Mohawk Home to raise prices 5% to 8%
January 7, 2008-- Home Textiles Today,
Sugar Valley, Ga. – Left with “absolutely no choice” in the face of skyrocketing petroleum and oil-based raw material costs, Mohawk Home has made a bold New Year’s resolution to raise its prices by 5% to 8% on oil-related products.
The $624 million manufacturer of area/accent rugs and bath rugs, long the industry leader in both product categories, effective Feb. 1 will tack on these price increases – which will vary depending on specific products and retail programs -- to products related to petroleum, including those that employ polypropylene/olefin, latex and nylon, among others, Mohawk Home president Bill Kilbride told HTT.

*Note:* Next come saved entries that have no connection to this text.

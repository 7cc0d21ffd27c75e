// clustervault/src/restore/data_dir.rs
use std::fs;
use std::io;
use std::os::unix::fs::PermissionsExt;
use std::path::Path;
use tracing::{info, warn};

use crate::errors::{AppError, Result};

/// Files pg_basebackup leaves for end-of-backup recovery bookkeeping.
pub const RECOVERY_ARTIFACTS: [&str; 2] = ["backup_label", "tablespace_map"];

#[derive(Debug, Clone, Copy, PartialEq, Eq)]
pub enum ResetOutcome {
    Missing,
    AlreadyEmpty,
    Cleared { removed: usize },
    WouldClear { entries: usize },
}

/// Empties `data_dir` without removing the directory itself, which may be a mount point.
/// `data_dir` may be a symlink to the real directory; links inside it are never followed.
pub fn reset_data_directory(data_dir: &Path, dry_run: bool) -> Result<ResetOutcome> {
    let metadata = match fs::metadata(data_dir) {
        Ok(metadata) => metadata,
        Err(e) if e.kind() == io::ErrorKind::NotFound => {
            info!("Data directory {} does not exist yet", data_dir.display());
            return Ok(ResetOutcome::Missing);
        }
        Err(e) => {
            return Err(AppError::io(
                format!("Failed to check data directory {}", data_dir.display()),
                e,
            ));
        }
    };
    if !metadata.is_dir() {
        return Err(AppError::InvalidDataDirectory(format!(
            "{} exists but is not a directory",
            data_dir.display()
        )));
    }

    let entries = fs::read_dir(data_dir)
        .and_then(|entries| entries.collect::<io::Result<Vec<_>>>())
        .map_err(|e| {
            AppError::io(format!("Failed to read data directory {}", data_dir.display()), e)
        })?;

    if entries.is_empty() {
        info!("Data directory is empty");
        return Ok(ResetOutcome::AlreadyEmpty);
    }

    warn!("⚠️ Data directory contains {} entries: {}", entries.len(), data_dir.display());
    if dry_run {
        info!("DRY RUN: Would clear data directory {}", data_dir.display());
        return Ok(ResetOutcome::WouldClear { entries: entries.len() });
    }

    info!("🧹 Clearing data directory: {}", data_dir.display());
    for entry in &entries {
        let path = entry.path();
        let is_dir = entry
            .file_type()
            .map(|t| t.is_dir())
            .map_err(|e| AppError::io(format!("Failed to inspect {}", path.display()), e))?;
        let removed = if is_dir {
            fs::remove_dir_all(&path)
        } else {
            fs::remove_file(&path)
        };
        removed.map_err(|e| AppError::io(format!("Failed to remove {}", path.display()), e))?;
    }

    fs::set_permissions(data_dir, fs::Permissions::from_mode(0o700)).map_err(|e| {
        AppError::io(
            format!("Failed to set permissions on {}", data_dir.display()),
            e,
        )
    })?;

    info!("✓ Data directory cleared");
    Ok(ResetOutcome::Cleared { removed: entries.len() })
}

/// Deletes stale recovery markers at the data directory root. Returns what was removed.
pub fn scrub_recovery_artifacts(data_dir: &Path, dry_run: bool) -> Result<Vec<&'static str>> {
    let mut removed = Vec::new();
    for name in RECOVERY_ARTIFACTS {
        let path = data_dir.join(name);
        if fs::symlink_metadata(&path).is_err() {
            continue;
        }
        if dry_run {
            info!("DRY RUN: Would remove {}", path.display());
            continue;
        }
        fs::remove_file(&path)
            .map_err(|e| AppError::io(format!("Failed to remove {}", path.display()), e))?;
        info!("✓ {} removed", name);
        removed.push(name);
    }
    Ok(removed)
}
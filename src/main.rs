//! Physical Backup/Restore Tool
//!
//! Provides CLI interface for PostgreSQL cluster backup and restore operations

// clustervault/src/main.rs
mod backup;
mod config;
mod errors;
mod restore;
mod utils;

use anyhow::{Context, Result};
use clap::Parser;
use config::cli::{Cli, Command};
use config::{
    AppConfig, OperationConfig, load_backup_config_from_json, load_restore_config_from_json,
};
use restore::data_dir::ResetOutcome;
use restore::pipeline::Stage;
use std::process::ExitCode;
use utils::format_bytes;

/// Main entry point for the backup/restore tool
#[tokio::main]
async fn main() -> ExitCode {
    dotenv::dotenv().ok();
    let cli = Cli::parse();

    if let Err(e) = utils::logger::init(&cli.log_level) {
        eprintln!("⚠️ {}", e);
    }

    match run_app(cli).await {
        Ok(_) => {
            println!("✅ Operation completed successfully.");
            ExitCode::SUCCESS
        }
        Err(e) => {
            eprintln!("❌ Error: {:?}", e);
            ExitCode::FAILURE
        }
    }
}

async fn run_app(cli: Cli) -> Result<()> {
    let mut app_config = AppConfig::load(cli.config.as_deref())
        .context("Failed to load application configuration")?;

    match cli.command {
        Command::Backup(args) => {
            println!("🚀 Starting Backup Process...");
            let backup_config = load_backup_config_from_json(&app_config.raw_json_config, &args)
                .context("Failed to load backup configuration")?;
            app_config.operation = Some(OperationConfig::Backup(backup_config));

            let summary = backup::run_backup_flow(&app_config)
                .await
                .context("Backup process failed")?;

            println!("Backup: {}", summary.archive.path.display());
            if let Some(estimate) = summary.estimated_size {
                println!("Estimated cluster size: {}", format_bytes(estimate));
            }
            if let Some(report) = &summary.verification {
                println!("Size: {}", format_bytes(report.total_bytes));
                if !report.members.is_empty() {
                    println!("Archive files: {}", report.members.join(", "));
                }
                if !report.has_manifest {
                    println!("⚠️ No backup_manifest found");
                }
            }
        }
        Command::Restore(args) => {
            println!("🔄 Starting Restore Process...");
            let restore_config = load_restore_config_from_json(&app_config.raw_json_config, &args)
                .context("Failed to load restore configuration")?;
            app_config.operation = Some(OperationConfig::Restore(restore_config));

            let outcome = restore::run_restore_flow(&app_config)
                .await
                .context("Restore process failed")?;

            if let Some(format) = outcome.format {
                println!("Backup format: {}", format);
            }
            println!(
                "Completed {} of {} restore stages",
                outcome.completed.len(),
                Stage::ORDER.len()
            );
            match outcome.reset {
                Some(ResetOutcome::Cleared { removed }) => {
                    println!("Cleared {} existing entries from the data directory", removed)
                }
                Some(ResetOutcome::WouldClear { entries }) => {
                    println!("Would clear {} existing entries from the data directory", entries)
                }
                _ => {}
            }
            if outcome.dry_run {
                println!("DRY RUN complete. No changes were made.");
            }
            if let Some(extraction) = &outcome.extraction {
                println!(
                    "Restored {} files ({}) into {} directories",
                    extraction.files,
                    format_bytes(extraction.bytes),
                    extraction.directories
                );
            }
            if let Some(changed) = outcome.ownership_changes {
                println!("Ownership updated on {} entries", changed);
            }
            if !outcome.scrubbed.is_empty() {
                println!("Removed recovery files: {}", outcome.scrubbed.join(", "));
            }
            if let Some(report) = &outcome.report {
                println!(
                    "Data directory: {} in {} files",
                    format_bytes(report.total_bytes),
                    report.files
                );
            }
            if let Some(notice) = &outcome.wal_reset {
                println!("⚠️ WAL reset may be required before the server starts.");
                println!("   Control file: {}", notice.control_file.display());
                println!("   {}", notice.instructions());
            }
            println!("Next step: start the PostgreSQL server and check its logs.");
        }
    }
    Ok(())
}
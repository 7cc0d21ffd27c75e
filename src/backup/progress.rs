// clustervault/src/backup/progress.rs
use regex::Regex;
use std::sync::LazyLock;

use crate::utils::format_bytes;

static PROGRESS_PATTERN: LazyLock<Regex> = LazyLock::new(|| {
    Regex::new(r"(\d+)/(\d+)\s+kB\s+\((\d+)%\)").expect("progress pattern is valid")
});

/// One parsed `current/total kB (percent%)` status line from pg_basebackup.
#[derive(Debug, Clone, Copy, PartialEq, Eq)]
pub struct ProgressSample {
    pub current_kb: u64,
    pub total_kb: u64,
    pub percent: u32,
}

impl ProgressSample {
    pub fn parse(line: &str) -> Option<Self> {
        let caps = PROGRESS_PATTERN.captures(line)?;
        Some(ProgressSample {
            current_kb: caps[1].parse().ok()?,
            total_kb: caps[2].parse().ok()?,
            percent: caps[3].parse().ok()?,
        })
    }

    pub fn render(&self) -> String {
        format!(
            "Progress: {}% ({} / {})",
            self.percent,
            format_bytes(self.current_kb.saturating_mul(1024)),
            format_bytes(self.total_kb.saturating_mul(1024))
        )
    }
}

#[cfg(test)]
mod tests {
    use super::*;

    #[test]
    fn test_parse_progress_line() {
        let sample = ProgressSample::parse("  24576/131072 kB (18%), 0/1 tablespace").unwrap();
        assert_eq!(
            sample,
            ProgressSample {
                current_kb: 24576,
                total_kb: 131072,
                percent: 18
            }
        );
        assert_eq!(sample.render(), "Progress: 18% (24.0 MiB / 128.0 MiB)");
    }

    #[test]
    fn test_non_progress_lines_ignored() {
        assert_eq!(ProgressSample::parse("pg_basebackup: checkpoint completed"), None);
        assert_eq!(ProgressSample::parse("pg_basebackup: write-ahead log start point: 0/2000028"), None);
        assert_eq!(ProgressSample::parse("12/34 MB (50%)"), None);
    }
}
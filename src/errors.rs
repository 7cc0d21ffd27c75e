use std::path::PathBuf;
use thiserror::Error;

#[derive(Error, Debug)]
pub enum AppError {
    #[error("Configuration error: {0}")]
    Config(String),

    #[error("Connection error: {0}")]
    Connection(String),

    #[error("Privilege error: {0}")]
    Privilege(String),

    #[error("I/O error: {context}: {source}")]
    Io {
        context: String,
        #[source]
        source: std::io::Error,
    },

    #[error("pg_basebackup failed ({status})\nOutput: {output}")]
    BackupExecution { status: String, output: String },

    #[error("Verification failed: {0}")]
    Verification(String),

    #[error("Precondition failed: {0}")]
    Precondition(String),

    #[error("No valid backup found in {}", .0.display())]
    UnknownFormat(PathBuf),

    #[error("Extraction failed at {}: {source}", path.display())]
    Extraction {
        path: PathBuf,
        #[source]
        source: std::io::Error,
    },

    #[error("Failed to set ownership on {}: {source}", path.display())]
    Permission {
        path: PathBuf,
        #[source]
        source: std::io::Error,
    },

    #[error("Invalid data directory: {0}")]
    InvalidDataDirectory(String),

    #[error("Operation cancelled: {0}")]
    Cancelled(String),

    #[error("Restore stage '{stage}' failed: {source}")]
    StageFailed {
        stage: &'static str,
        #[source]
        source: Box<AppError>,
    },
}

impl AppError {
    pub fn io(context: impl Into<String>, source: std::io::Error) -> Self {
        AppError::Io {
            context: context.into(),
            source,
        }
    }

    /// The innermost error when wrapped by the restore pipeline.
    pub fn root(&self) -> &AppError {
        match self {
            AppError::StageFailed { source, .. } => source.root(),
            other => other,
        }
    }
}

pub type Result<T> = std::result::Result<T, AppError>;
// clustervault/src/restore/wal.rs
use std::fs;
use std::path::{Path, PathBuf};
use tracing::{info, warn};

use crate::config::Ownership;
use crate::errors::{AppError, Result};

pub const CONTROL_FILE: &str = "global/pg_control";
/// pg_control is always written padded to this size.
pub const PG_CONTROL_FILE_SIZE: u64 = 8192;

/// The manual step left to the operator once the files are in place.
#[derive(Debug, Clone, PartialEq, Eq)]
pub struct WalResetNotice {
    pub control_file: PathBuf,
    pub command: String,
    pub run_as: Ownership,
}

impl WalResetNotice {
    pub fn instructions(&self) -> String {
        format!(
            "Run as uid {} once the server is stopped: {}",
            self.run_as.uid, self.command
        )
    }
}

/// Confirms the restored tree carries a plausible control file and hands
/// back the reset command. Nothing is executed.
pub fn check_wal_reset(data_dir: &Path, owner: Ownership) -> Result<WalResetNotice> {
    info!("🔄 Checking WAL state...");
    let control_file = data_dir.join(CONTROL_FILE);

    let metadata = fs::symlink_metadata(&control_file).map_err(|e| {
        AppError::InvalidDataDirectory(format!(
            "{} is missing ({})",
            control_file.display(),
            e
        ))
    })?;
    if !metadata.is_file() {
        return Err(AppError::InvalidDataDirectory(format!(
            "{} is not a regular file",
            control_file.display()
        )));
    }
    if metadata.len() != PG_CONTROL_FILE_SIZE {
        return Err(AppError::InvalidDataDirectory(format!(
            "{} has {} bytes, expected {}",
            control_file.display(),
            metadata.len(),
            PG_CONTROL_FILE_SIZE
        )));
    }

    let command = format!("pg_resetwal -f {}", data_dir.display());
    warn!("⚠️ WAL reset is not performed automatically");
    info!("✓ Control file found at {}", control_file.display());

    Ok(WalResetNotice {
        control_file,
        command,
        run_as: owner,
    })
}

#[cfg(test)]
mod tests {
    use super::*;

    fn data_with_control(size: usize) -> anyhow::Result<tempfile::TempDir> {
        let dir = tempfile::tempdir()?;
        fs::create_dir(dir.path().join("global"))?;
        fs::write(dir.path().join(CONTROL_FILE), vec![0u8; size])?;
        Ok(dir)
    }

    #[test]
    fn test_valid_control_file_yields_command() -> anyhow::Result<()> {
        let dir = data_with_control(8192)?;
        let notice = check_wal_reset(dir.path(), Ownership::default())?;
        assert_eq!(notice.command, format!("pg_resetwal -f {}", dir.path().display()));
        assert_eq!(notice.control_file, dir.path().join("global/pg_control"));
        assert!(notice.instructions().contains("uid 999"));
        Ok(())
    }

    #[test]
    fn test_missing_control_file() -> anyhow::Result<()> {
        let dir = tempfile::tempdir()?;
        assert!(matches!(
            check_wal_reset(dir.path(), Ownership::default()),
            Err(AppError::InvalidDataDirectory(_))
        ));
        Ok(())
    }

    #[test]
    fn test_truncated_control_file() -> anyhow::Result<()> {
        let dir = data_with_control(100)?;
        let err = check_wal_reset(dir.path(), Ownership::default()).unwrap_err();
        assert!(err.to_string().contains("expected 8192"));
        Ok(())
    }

    #[test]
    fn test_directory_in_place_of_control_file() -> anyhow::Result<()> {
        let dir = tempfile::tempdir()?;
        fs::create_dir_all(dir.path().join(CONTROL_FILE))?;
        assert!(matches!(
            check_wal_reset(dir.path(), Ownership::default()),
            Err(AppError::InvalidDataDirectory(_))
        ));
        Ok(())
    }
}
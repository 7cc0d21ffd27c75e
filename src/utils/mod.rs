pub mod logger;
pub mod tree;

use anyhow::{Context, Result};
use std::path::PathBuf;
use which::which;

/// Finds the pg_basebackup executable in the system PATH.
pub fn find_pg_basebackup_executable() -> Result<PathBuf> {
    which("pg_basebackup").context("pg_basebackup executable not found in PATH. Please ensure PostgreSQL client tools are installed and in your PATH.")
}

/// Renders a byte count with binary units, e.g. `1.5 MiB`.
pub fn format_bytes(bytes: u64) -> String {
    const UNIT: u64 = 1024;
    if bytes < UNIT {
        return format!("{} B", bytes);
    }
    let mut div = UNIT;
    let mut exp = 0;
    let mut n = bytes / UNIT;
    while n >= UNIT {
        div *= UNIT;
        exp += 1;
        n /= UNIT;
    }
    let prefix = ['K', 'M', 'G', 'T', 'P', 'E'][exp];
    format!("{:.1} {}iB", bytes as f64 / div as f64, prefix)
}
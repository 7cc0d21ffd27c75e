pub(crate) mod data_dir; // Clearing the target directory and scrubbing recovery markers
pub(crate) mod extract; // Tar streaming and plain-copy restore
pub(crate) mod ownership;
pub(crate) mod pipeline; // Ordered restore stages
pub(crate) mod preconditions;
pub(crate) mod report;
pub(crate) mod wal;

use anyhow::{Context, Result};
use tracing::{error, info};

use crate::config::{AppConfig, OperationConfig};
use crate::errors::AppError;
use pipeline::{RestoreOutcome, RestoreSession, StdinConfirmation};
use preconditions::Identity;

/// Public entry point for the restore process.
pub async fn run_restore_flow(app_config: &AppConfig) -> Result<RestoreOutcome> {
    let restore_config = match &app_config.operation {
        Some(OperationConfig::Restore(cfg)) => cfg.clone(),
        _ => anyhow::bail!("Restore operation selected but no restore configuration found."),
    };

    info!("🚀 PostgreSQL cluster restore");
    info!("Backup: {}", restore_config.backup_path.display());
    info!("Target: {}", restore_config.data_dir.display());

    let identity = Identity::current().context("Failed to determine process identity")?;
    let session = RestoreSession::new(restore_config, identity);
    let result = tokio::task::spawn_blocking(move || session.run(&StdinConfirmation))
        .await
        .context("Restore task panicked")?;

    if let Err(e) = &result {
        if let AppError::StageFailed { stage, .. } = e {
            error!("❌ Restore stopped at stage '{}': {}", stage, e.root());
        }
    }
    result.context("Restore failed")
}
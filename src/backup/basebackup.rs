// clustervault/src/backup/basebackup.rs
use chrono::{DateTime, Local};
use std::fs;
use std::io::Write;
use std::path::PathBuf;
use tracing::{debug, info};

use super::progress::ProgressSample;
use super::runner::{CommandSpec, ProcessExit, ProcessRunner, RunningProcess};
use crate::config::{ArchiveFormat, BackupConfig};
use crate::errors::{AppError, Result};

pub const ARCHIVE_PREFIX: &str = "cluster_backup_";
pub const MAX_COMPRESSION: u32 = 9;

/// One timestamp-named archive directory under the backup root.
#[derive(Debug, Clone, PartialEq, Eq)]
pub struct BackupArchive {
    pub name: String,
    pub path: PathBuf,
    pub format: ArchiveFormat,
    pub compression: u32,
}

pub fn archive_name(now: DateTime<Local>) -> String {
    format!("{}{}", ARCHIVE_PREFIX, now.format("%Y%m%d_%H%M%S"))
}

pub fn plan_archive(config: &BackupConfig, now: DateTime<Local>) -> BackupArchive {
    let name = archive_name(now);
    BackupArchive {
        path: config.backup_dir.join(&name),
        name,
        format: config.format,
        compression: config.compression,
    }
}

/// Builds the pg_basebackup invocation for `archive`.
pub fn build_basebackup_command(config: &BackupConfig, archive: &BackupArchive) -> CommandSpec {
    let conn = &config.connection;
    let mut spec = CommandSpec::default();
    spec.arg("-h")
        .arg(conn.host.clone())
        .arg("-p")
        .arg(conn.port.to_string())
        .arg("-U")
        .arg(conn.user.clone())
        .arg("-D")
        .arg(archive.path.to_string_lossy())
        .arg("-c")
        .arg(config.checkpoint.as_str());

    match archive.format {
        ArchiveFormat::Tar => {
            spec.arg("-Ft");
            if archive.compression > 0 {
                spec.arg("-z").arg("-Z").arg(archive.compression.to_string());
            }
        }
        ArchiveFormat::Plain => {
            spec.arg("-Fp");
        }
    }

    if config.progress {
        spec.arg("-P");
    }

    // Stream WAL alongside the data so the archive is self-contained
    spec.arg("-X").arg("stream").arg("-v");

    if let Some(password) = &conn.password {
        spec.envs.push(("PGPASSWORD".to_string(), password.clone()));
    }
    spec
}

/// Creates the archive directory and streams a base backup into it.
pub async fn create_backup<R: ProcessRunner>(
    config: &BackupConfig,
    runner: &R,
    now: DateTime<Local>,
) -> Result<BackupArchive> {
    if config.compression > MAX_COMPRESSION {
        return Err(AppError::Config(format!(
            "compression level must be between 0 and {}, got {}",
            MAX_COMPRESSION, config.compression
        )));
    }
    let archive = plan_archive(config, now);

    if config.dry_run {
        info!("DRY RUN: Would create backup in {}", archive.path.display());
        return Ok(archive);
    }

    fs::create_dir_all(&config.backup_dir).map_err(|e| {
        AppError::io(
            format!("Failed to create backup root {}", config.backup_dir.display()),
            e,
        )
    })?;
    // Non-recursive so a second backup in the same second fails instead of sharing the directory
    fs::create_dir(&archive.path).map_err(|e| {
        AppError::io(
            format!("Failed to create backup directory {}", archive.path.display()),
            e,
        )
    })?;

    info!("📂 Starting backup to: {}", archive.path.display());
    let spec = build_basebackup_command(config, &archive);
    let process = runner
        .start(&spec)
        .map_err(|e| AppError::io("Failed to start pg_basebackup", e))?;

    let exit = if config.progress {
        follow_progress(process).await?
    } else {
        process
            .wait()
            .await
            .map_err(|e| AppError::io("Failed waiting for pg_basebackup", e))?
    };

    if !exit.status.success() {
        return Err(AppError::BackupExecution {
            status: exit.status.to_string(),
            output: exit.output.trim().to_string(),
        });
    }

    info!("✓ pg_basebackup finished for {}", archive.name);
    Ok(archive)
}

/// Renders progress samples on one overwritten line and keeps every other line as output.
async fn follow_progress<P: RunningProcess>(mut process: P) -> Result<ProcessExit> {
    let mut captured = String::new();
    if let Some(mut stream) = process.take_progress() {
        let mut rendered = false;
        let mut stdout = std::io::stdout();
        while let Some(line) = stream
            .next_line()
            .await
            .map_err(|e| AppError::io("Failed reading pg_basebackup status", e))?
        {
            match ProgressSample::parse(&line) {
                Some(sample) => {
                    print!("\r{}", sample.render());
                    let _ = stdout.flush();
                    rendered = true;
                }
                None => {
                    debug!("pg_basebackup: {}", line);
                    captured.push_str(&line);
                    captured.push('\n');
                }
            }
        }
        if rendered {
            println!();
        }
    }

    let mut exit = process
        .wait()
        .await
        .map_err(|e| AppError::io("Failed waiting for pg_basebackup", e))?;
    captured.push_str(&exit.output);
    exit.output = captured;
    Ok(exit)
}

#[cfg(test)]
pub(crate) mod tests {
    use super::*;
    use crate::backup::runner::ProgressStream;
    use crate::config::{CheckpointMode, ConnectionConfig};
    use chrono::TimeZone;
    use std::future::Future;
    use std::io;
    use std::os::unix::process::ExitStatusExt;
    use std::path::Path;
    use std::process::ExitStatus;

    /// Stands in for pg_basebackup: writes the given members into the `-D`
    /// directory, replays canned status output and exits with `exit_code`.
    pub(crate) struct FakeRunner {
        pub members: Vec<(&'static str, Vec<u8>)>,
        pub status_output: &'static str,
        pub exit_code: i32,
    }

    pub(crate) struct FakeProcess {
        stream: Option<ProgressStream>,
        exit_code: i32,
    }

    impl ProcessRunner for FakeRunner {
        type Process = FakeProcess;

        fn start(&self, spec: &CommandSpec) -> io::Result<FakeProcess> {
            let target = spec.value_of("-D").expect("-D is always passed");
            for (name, content) in &self.members {
                fs::write(Path::new(target).join(name), content)?;
            }
            Ok(FakeProcess {
                stream: Some(ProgressStream::new(self.status_output.as_bytes())),
                exit_code: self.exit_code,
            })
        }
    }

    impl RunningProcess for FakeProcess {
        fn take_progress(&mut self) -> Option<ProgressStream> {
            self.stream.take()
        }

        fn wait(mut self) -> impl Future<Output = io::Result<ProcessExit>> + Send {
            async move {
                let mut output = String::new();
                if let Some(mut stream) = self.stream.take() {
                    while let Some(line) = stream.next_line().await? {
                        output.push_str(&line);
                        output.push('\n');
                    }
                }
                Ok(ProcessExit {
                    status: ExitStatus::from_raw(self.exit_code << 8),
                    output,
                })
            }
        }
    }

    pub(crate) fn test_config(backup_dir: &Path) -> BackupConfig {
        BackupConfig {
            connection: ConnectionConfig {
                host: "db.internal".to_string(),
                port: 5433,
                user: "replicator".to_string(),
                password: Some("s3cret".to_string()),
                database: "postgres".to_string(),
            },
            backup_dir: backup_dir.to_path_buf(),
            format: ArchiveFormat::Tar,
            compression: 6,
            checkpoint: CheckpointMode::Fast,
            progress: true,
            dry_run: false,
            basebackup_bin: None,
        }
    }

    pub(crate) fn fixed_time() -> DateTime<Local> {
        Local.with_ymd_and_hms(2025, 3, 14, 9, 26, 53).unwrap()
    }

    #[test]
    fn test_archive_name_uses_second_resolution_timestamp() {
        assert_eq!(archive_name(fixed_time()), "cluster_backup_20250314_092653");
    }

    #[test]
    fn test_command_for_compressed_tar() {
        let config = test_config(Path::new("/backups"));
        let archive = plan_archive(&config, fixed_time());
        let spec = build_basebackup_command(&config, &archive);

        assert_eq!(
            spec.args,
            vec![
                "-h",
                "db.internal",
                "-p",
                "5433",
                "-U",
                "replicator",
                "-D",
                "/backups/cluster_backup_20250314_092653",
                "-c",
                "fast",
                "-Ft",
                "-z",
                "-Z",
                "6",
                "-P",
                "-X",
                "stream",
                "-v",
            ]
        );
        assert_eq!(spec.envs, vec![("PGPASSWORD".to_string(), "s3cret".to_string())]);
    }

    #[test]
    fn test_command_for_plain_without_progress() {
        let mut config = test_config(Path::new("/backups"));
        config.format = ArchiveFormat::Plain;
        config.progress = false;
        config.checkpoint = CheckpointMode::Spread;
        config.connection.password = None;
        let archive = plan_archive(&config, fixed_time());
        let spec = build_basebackup_command(&config, &archive);

        assert!(spec.has_flag("-Fp"));
        assert!(!spec.has_flag("-Ft"));
        assert!(!spec.has_flag("-z"));
        assert!(!spec.has_flag("-P"));
        assert_eq!(spec.value_of("-c"), Some("spread"));
        assert!(spec.envs.is_empty());
    }

    #[test]
    fn test_uncompressed_tar_has_no_compression_flags() {
        let mut config = test_config(Path::new("/backups"));
        config.compression = 0;
        let archive = plan_archive(&config, fixed_time());
        let spec = build_basebackup_command(&config, &archive);
        assert!(spec.has_flag("-Ft"));
        assert!(!spec.has_flag("-z"));
        assert!(!spec.has_flag("-Z"));
    }

    #[tokio::test]
    async fn test_create_backup_success() -> anyhow::Result<()> {
        let root = tempfile::tempdir()?;
        let config = test_config(root.path());
        let runner = FakeRunner {
            members: vec![("base.tar.gz", vec![1; 64]), ("pg_wal.tar.gz", vec![2; 32])],
            status_output: "pg_basebackup: initiating base backup\n512/1024 kB (50%)\r1024/1024 kB (100%)\n",
            exit_code: 0,
        };

        let archive = create_backup(&config, &runner, fixed_time()).await?;
        assert_eq!(archive.name, "cluster_backup_20250314_092653");
        assert!(archive.path.join("base.tar.gz").is_file());
        assert!(archive.path.join("pg_wal.tar.gz").is_file());
        Ok(())
    }

    #[tokio::test]
    async fn test_create_backup_failure_surfaces_output() -> anyhow::Result<()> {
        let root = tempfile::tempdir()?;
        let mut config = test_config(root.path());
        config.progress = false;
        let runner = FakeRunner {
            members: vec![],
            status_output: "pg_basebackup: error: FATAL:  no pg_hba.conf entry for replication connection\n",
            exit_code: 1,
        };

        let err = create_backup(&config, &runner, fixed_time()).await.unwrap_err();
        match err {
            AppError::BackupExecution { output, .. } => {
                assert!(output.contains("no pg_hba.conf entry"));
            }
            other => panic!("unexpected error: {:?}", other),
        }
        Ok(())
    }

    #[tokio::test]
    async fn test_create_backup_refuses_existing_archive_directory() -> anyhow::Result<()> {
        let root = tempfile::tempdir()?;
        let config = test_config(root.path());
        fs::create_dir(root.path().join("cluster_backup_20250314_092653"))?;
        let runner = FakeRunner {
            members: vec![],
            status_output: "",
            exit_code: 0,
        };

        let err = create_backup(&config, &runner, fixed_time()).await.unwrap_err();
        assert!(matches!(err, AppError::Io { .. }));
        Ok(())
    }

    #[tokio::test]
    async fn test_dry_run_creates_nothing() -> anyhow::Result<()> {
        let root = tempfile::tempdir()?;
        let mut config = test_config(&root.path().join("nested"));
        config.dry_run = true;
        let runner = FakeRunner {
            members: vec![],
            status_output: "",
            exit_code: 1,
        };

        let archive = create_backup(&config, &runner, fixed_time()).await?;
        assert!(!archive.path.exists());
        assert!(!root.path().join("nested").exists());
        Ok(())
    }

    #[tokio::test]
    async fn test_out_of_range_compression_rejected() -> anyhow::Result<()> {
        let root = tempfile::tempdir()?;
        let mut config = test_config(root.path());
        config.compression = 10;
        let runner = FakeRunner {
            members: vec![],
            status_output: "",
            exit_code: 0,
        };

        let err = create_backup(&config, &runner, fixed_time()).await.unwrap_err();
        assert!(matches!(err, AppError::Config(_)));
        assert_eq!(fs::read_dir(root.path())?.count(), 0);
        Ok(())
    }
}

“I hope the retailer will accept them, and we’re ready to work with them on a case-by-case basis to execute this,” Kilbride said. “They have to understand the difficult position we’re in.”
Mohawk Home’s decision comes at the heels of a difficult year when, in addition to the soaring cost of oil, the dollar tumbled, the housing market went soft and retail business skidded and slowed.
“We gave this long and careful thought,” Kilbride said. “In 2007 we worked very hard to maintain our margin in every way possible: we negotiated on product, made modifications with buyers … and we finally got to the point where there wasn’t much more we could do. So here we are, at the point where we have to do this in a broad way to recover what these costs are.”
Kilbride explained that in 2007, Mohawk Home saw the cost of petrochemical-based fibers, like polypropylene, increase more than 50%, and the cost of other component raw materials like latex, used largely in machine-washable non-skid backing on bath rugs, increase approximately 30%.
“Mohawk buys a lot of these types of products, and we are pretty good buyers. We look for the best price always,” he emphasized.
Aside from competitively shopping for these and other raw materials, Mohawk Home “worked very hard in 2007” to reduce its expenses via other means, such as: shedding its lagging auxiliary textiles businesses – throws, blankets and decorative pillows; consolidating production and distribution facilities; and investing in new technologies that produce goods more efficiently.
“And we’re still investing in technology … to make sure we have something everyone can be proud of,” he added. “We have always tried to focus on our margin and make sure we are delivering the kind of returns that make this business important.”
Importing is another means that Mohawk Home is diversifying product offerings and shaving expenses. Kilbride would not say if the company plans to step up its importing activity, which centers primarily on natural fibers like cotton and the bath rug category. But he did say Mohawk Home would continue in 2008 to pursue global avenues “where appropriate.”
“Over the past seven to 10 years, or since I’ve been here, we have always offered import alternatives for things like unique fibers and constructions not made in U.S. and also to take advantage of lower prices through global sourcing,” he said.
Mohawk Home is likely far from the only supplier that will establish higher price points in 2008, even if it is so far the most outspoken. Last August at the Las Vegas World Market, several major rug makers noted the faltering retail price structure on rugs and the need in the new year to hike up prices and get them back to tolerable standards that would permit industry players to not only survive but be “healthy,” as Kilbride noted.
“Every business needs to be healthy,” he said. “If it has the right to exist, it needs to be healthy.”